An $n\times n$ matrix has $n^2$ entries. Imagine that you read these entries one at a time, in any order you choose. How many entries will you have to read before you can decide whether the matrix is singular?
The answer depends on the matrix, so let's focus on the best case.
If the first row of the matrix is all zeroes, then the matrix is guaranteed to be singular regardless of the remaining rows. So if you choose to read the $n$ entries in the first row, and you get lucky, and they are indeed all zeroes, then you're done. In this best-case scenario, you proved that the matrix was singular by reading only $n$ entries.

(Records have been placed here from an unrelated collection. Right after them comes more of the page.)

//! Main client implementation

use crate::{
    error::{DIRECTORY_DELETING, DIRECTORY_NOT_FOUND},
    types::*,
    ClientError, Config, HttpTransport, RequestSpec, Result, RetryExecutor, Route, Transport,
};
use reqwest::Method;
use serde::de::DeserializeOwned;
use tokio_util::sync::CancellationToken;
use tracing::instrument;

/// Apillon storage client
#[derive(Clone, Debug)]
pub struct StorageClient<T = HttpTransport> {
    config: Config,
    executor: RetryExecutor<T>,
}

impl StorageClient<HttpTransport> {
    /// Create a new client with the given configuration
    pub fn new(config: Config) -> Result<Self> {
        let transport = HttpTransport::new(&config)?;
        Ok(Self::with_transport(transport, config))
    }

    /// Create from `APILLON_API_KEY` / `APILLON_API_URL`
    pub fn from_env() -> Result<Self> {
        Self::new(Config::from_env())
    }
}

impl<T: Transport> StorageClient<T> {
    /// Create a client over a custom transport
    pub fn with_transport(transport: T, config: Config) -> Self {
        let executor = RetryExecutor::new(transport, config.retry);
        Self { config, executor }
    }

    /// Get the configuration
    pub fn config(&self) -> &Config {
        &self.config
    }

    pub fn executor(&self) -> &RetryExecutor<T> {
        &self.executor
    }

    // ==================== Bucket Operations ====================

    /// Create a bucket
    #[instrument(skip(self, cancel))]
    pub async fn create_bucket(
        &self,
        name: &str,
        description: Option<&str>,
        cancel: &CancellationToken,
    ) -> Result<Bucket> {
        require("bucket name", name)?;

        let spec = self.write(Route::Buckets).with_json(&CreateBucketRequest {
            name: name.to_string(),
            description: description.filter(|d| !d.is_empty()).map(str::to_string),
        })?;
        let response: ApiResponse<Bucket> = self.call(&spec, cancel).await?;
        Ok(response.data)
    }

    /// List buckets, optionally filtered by name
    #[instrument(skip(self, cancel))]
    pub async fn list_buckets(
        &self,
        name: Option<&str>,
        cancel: &CancellationToken,
    ) -> Result<Page<Bucket>> {
        let mut spec = self.read(Route::Buckets);
        if let Some(name) = name.filter(|n| !n.is_empty()) {
            spec = spec.with_query("name", name);
        }
        let response: ApiResponse<Page<Bucket>> = self.call(&spec, cancel).await?;
        Ok(response.data)
    }

    /// List directories and files in a bucket
    #[instrument(skip(self, options, cancel))]
    pub async fn get_bucket_content(
        &self,
        bucket_uuid: &str,
        options: Option<ListOptions>,
        cancel: &CancellationToken,
    ) -> Result<Page<BucketContent>> {
        require("bucket UUID", bucket_uuid)?;

        let spec = self
            .read(Route::BucketContent {
                bucket: bucket_uuid.to_string(),
            })
            .with_params(options.unwrap_or_default().to_params());
        let response: ApiResponse<Page<BucketContent>> = self.call(&spec, cancel).await?;
        Ok(response.data)
    }

    // ==================== File Operations ====================

    /// List files in a bucket
    #[instrument(skip(self, options, cancel))]
    pub async fn list_files(
        &self,
        bucket_uuid: &str,
        options: Option<ListOptions>,
        cancel: &CancellationToken,
    ) -> Result<Page<FileDetails>> {
        require("bucket UUID", bucket_uuid)?;

        let spec = self
            .read(Route::BucketFiles {
                bucket: bucket_uuid.to_string(),
            })
            .with_params(options.unwrap_or_default().to_params());
        let response: ApiResponse<Page<FileDetails>> = self.call(&spec, cancel).await?;
        Ok(response.data)
    }

    /// Get details of one file
    #[instrument(skip(self, cancel))]
    pub async fn get_file_details(
        &self,
        bucket_uuid: &str,
        file_uuid: &str,
        cancel: &CancellationToken,
    ) -> Result<FileDetails> {
        require("bucket UUID", bucket_uuid)?;
        require("file UUID", file_uuid)?;

        let spec = self.read(Route::File {
            bucket: bucket_uuid.to_string(),
            file: file_uuid.to_string(),
        });
        let response: ApiResponse<FileDetails> = self.call(&spec, cancel).await?;
        Ok(response.data)
    }

    /// Delete a file
    #[instrument(skip(self, cancel))]
    pub async fn delete_file(
        &self,
        bucket_uuid: &str,
        file_uuid: &str,
        cancel: &CancellationToken,
    ) -> Result<serde_json::Value> {
        require("bucket UUID", bucket_uuid)?;
        require("file UUID", file_uuid)?;

        let spec = self.remove(Route::File {
            bucket: bucket_uuid.to_string(),
            file: file_uuid.to_string(),
        });
        let response: ApiResponse<serde_json::Value> = self.call(&spec, cancel).await?;
        Ok(response.data)
    }

    /// Delete a directory.
    ///
    /// A missing directory and one already marked for deletion come back as
    /// [`ClientError::DirectoryNotFound`] and [`ClientError::DirectoryDeleting`].
    #[instrument(skip(self, cancel))]
    pub async fn delete_directory(
        &self,
        bucket_uuid: &str,
        directory_uuid: &str,
        cancel: &CancellationToken,
    ) -> Result<serde_json::Value> {
        require("bucket UUID", bucket_uuid)?;
        require("directory UUID", directory_uuid)?;

        let spec = self.remove(Route::Directory {
            bucket: bucket_uuid.to_string(),
            directory: directory_uuid.to_string(),
        });

        let directory_error = |status: i64| match status {
            DIRECTORY_NOT_FOUND => Some(ClientError::DirectoryNotFound {
                bucket: bucket_uuid.to_string(),
                directory: directory_uuid.to_string(),
            }),
            DIRECTORY_DELETING => Some(ClientError::DirectoryDeleting {
                bucket: bucket_uuid.to_string(),
                directory: directory_uuid.to_string(),
            }),
            _ => None,
        };

        // `data` may be absent when the outcome is carried in `status`.
        let result: Result<ApiResponse<Option<serde_json::Value>>> = self.call(&spec, cancel).await;
        let response = match result {
            Ok(response) => response,
            Err(ClientError::Api { status, message }) => {
                return Err(directory_error(status)
                    .unwrap_or(ClientError::Api { status, message }))
            }
            Err(e) => return Err(e),
        };

        if let Some(err) = response.status.and_then(directory_error) {
            return Err(err);
        }
        Ok(response.data.unwrap_or_default())
    }

    // ==================== IPFS Operations ====================

    /// Get or generate a gateway link for a CID
    #[instrument(skip(self, cancel))]
    pub async fn get_ipfs_link(&self, cid: &str, cancel: &CancellationToken) -> Result<String> {
        require("CID", cid)?;

        let spec = self.read(Route::IpfsLink {
            cid: cid.to_string(),
        });
        let response: ApiResponse<IpfsLink> = self.call(&spec, cancel).await?;
        if response.data.link.is_empty() {
            return Err(ClientError::NotFound(format!("no IPFS link for CID {}", cid)));
        }
        Ok(response.data.link)
    }

    /// Get IPFS cluster connection details
    #[instrument(skip(self, cancel))]
    pub async fn get_ipfs_cluster_info(&self, cancel: &CancellationToken) -> Result<IpfsClusterInfo> {
        let spec = self.read(Route::IpfsClusterInfo);
        let response: ApiResponse<IpfsClusterInfo> = self.call(&spec, cancel).await?;
        Ok(response.data)
    }

    // ==================== Helper Methods ====================

    pub(crate) fn read(&self, route: Route) -> RequestSpec {
        RequestSpec::new(Method::GET, route, self.config.read_timeout)
    }

    pub(crate) fn write(&self, route: Route) -> RequestSpec {
        RequestSpec::new(Method::POST, route, self.config.write_timeout)
    }

    pub(crate) fn remove(&self, route: Route) -> RequestSpec {
        RequestSpec::new(Method::DELETE, route, self.config.read_timeout)
    }

    /// Execute with retries and decode the JSON body
    pub(crate) async fn call<R: DeserializeOwned>(
        &self,
        spec: &RequestSpec,
        cancel: &CancellationToken,
    ) -> Result<R> {
        let body = self.executor.execute(spec, cancel).await?;
        Ok(serde_json::from_slice(&body)?)
    }
}

pub(crate) fn require(what: &str, value: &str) -> Result<()> {
    if value.is_empty() {
        return Err(ClientError::InvalidInput(format!("{} cannot be empty", what)));
    }
    Ok(())
}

On the other hand, if the matrix is nonsingular, you will have to read most of the entries before you can prove it. For example, you might learn that the matrix is nonsingular by reading all entries above (and including) the main diagonal. That's $(n^2+n)/2$ entries, which is more than half of the whole matrix. And off the top of my head, I don't think you can do any better than that.
If $n$ is one billion, then the difference between $n$ and $(n^2+n)/2$ is staggering. So this is a quantitative sense in which proving that a matrix is singular can be much, much easier than proving that a matrix is nonsingular.